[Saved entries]

== Segment start ==

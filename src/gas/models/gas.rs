//! GAS(ar, sc) model: estimation, forecasting and posterior predictive checks.
//!
//! This module wires a validated series, a lag structure and an observation
//! family to the estimators in [`crate::inference`] and the L-BFGS
//! maximizer in [`crate::optimization`]. All estimators optimize or sample
//! the same objective ([`GASObjective`]) over the unconstrained latent
//! coordinates; they differ only in what they leave behind in the
//! [`LatentVariableSet`]:
//!
//! | method  | objective          | posterior left behind          |
//! |---------|--------------------|--------------------------------|
//! | MLE     | log-likelihood     | point + Hessian standard errors |
//! | PML     | log-posterior      | point + Hessian standard errors |
//! | Laplace | log-posterior      | Gaussian at the mode            |
//! | M-H     | log-posterior      | retained chain                  |
//! | BBVI    | log-posterior      | mean-field Gaussian             |
//!
//! Forecasts, samples and PPCs draw latent vectors from that posterior, so
//! a point fit yields intervals that reflect observation noise only.
use crate::{
    gas::{
        core::{
            data::GASData,
            family::Family,
            forecasts::{
                ForecastTable, forecast_table, posterior_predictive, quantile_sorted,
                rolling_forecast_table,
            },
            latent::{LatentVariableSet, Posterior},
            options::{FitMethod, FitOptions, GASOptions},
            recursion::GASSpec,
            shape::GASShape,
        },
        errors::{ConvergenceWarning, GASError, GASResult},
        models::model_internals::{Discrepancy, GASObjective, aic, bic, information_covariance},
    },
    inference::{
        bbvi::bbvi,
        hessian::standard_errors,
        metropolis::metropolis_hastings,
    },
    optimization::{
        errors::OptError,
        loglik_optimizer::{OptimOutcome, maximize},
    },
};
use ndarray::{Array1, Array2, Axis, s};
use rand::Rng;
use statrs::distribution::{ContinuousCDF, Normal};
use tracing::{debug, info, warn};

/// Posterior draws behind the default posterior predictive check.
pub const PPC_NSIMS: usize = 1000;

/// FitResult — summary of the last estimation run.
///
/// Estimates are on the natural scale; standard errors are on the
/// unconstrained scale and NaN when undefined (e.g. singular Hessian).
#[derive(Debug, Clone, PartialEq)]
pub struct FitResult {
    pub method: FitMethod,
    pub names: Vec<String>,
    pub estimates: Array1<f64>,
    pub std_errors: Array1<f64>,
    /// Log-likelihood at the estimates.
    pub loglik: f64,
    /// Objective value at the mode for PML and Laplace.
    pub log_posterior: Option<f64>,
    pub aic: f64,
    pub bic: f64,
    /// Observations entering the likelihood.
    pub n_eff: usize,
    pub warnings: Vec<ConvergenceWarning>,
    /// Optimizer outcome for mode-based methods.
    pub optim: Option<OptimOutcome>,
    /// BBVI ELBO trace when `record_elbo` was set.
    pub elbo: Option<Vec<f64>>,
    /// M-H acceptance rate over the retained run.
    pub acceptance_rate: Option<f64>,
    /// Retained M-H draws (`nsims × k`, unconstrained scale).
    pub chain: Option<Array2<f64>>,
}

/// GAS(ar, sc) model over one observation series.
#[derive(Debug, Clone, PartialEq)]
pub struct GASModel {
    pub data: GASData,
    pub shape: GASShape,
    pub family: Family,
    pub options: GASOptions,
    pub latent: LatentVariableSet,
    /// Populated by `fit`.
    pub results: Option<FitResult>,
}

/// Mode found by an optimizer, with its curvature when available.
struct Mode {
    z_hat: Array1<f64>,
    cov: Option<Array2<f64>>,
    /// Objective at `z_hat`; `-inf` when no feasible point was found.
    value: f64,
    outcome: Option<OptimOutcome>,
}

== Segment end ==

All lines with the word "Gaussian" are needed; pull them from the entries and copy each.

Solution for this exercise:
//! | Laplace | log-posterior      | Gaussian at the mode            |
//! | BBVI    | log-posterior      | mean-field Gaussian             |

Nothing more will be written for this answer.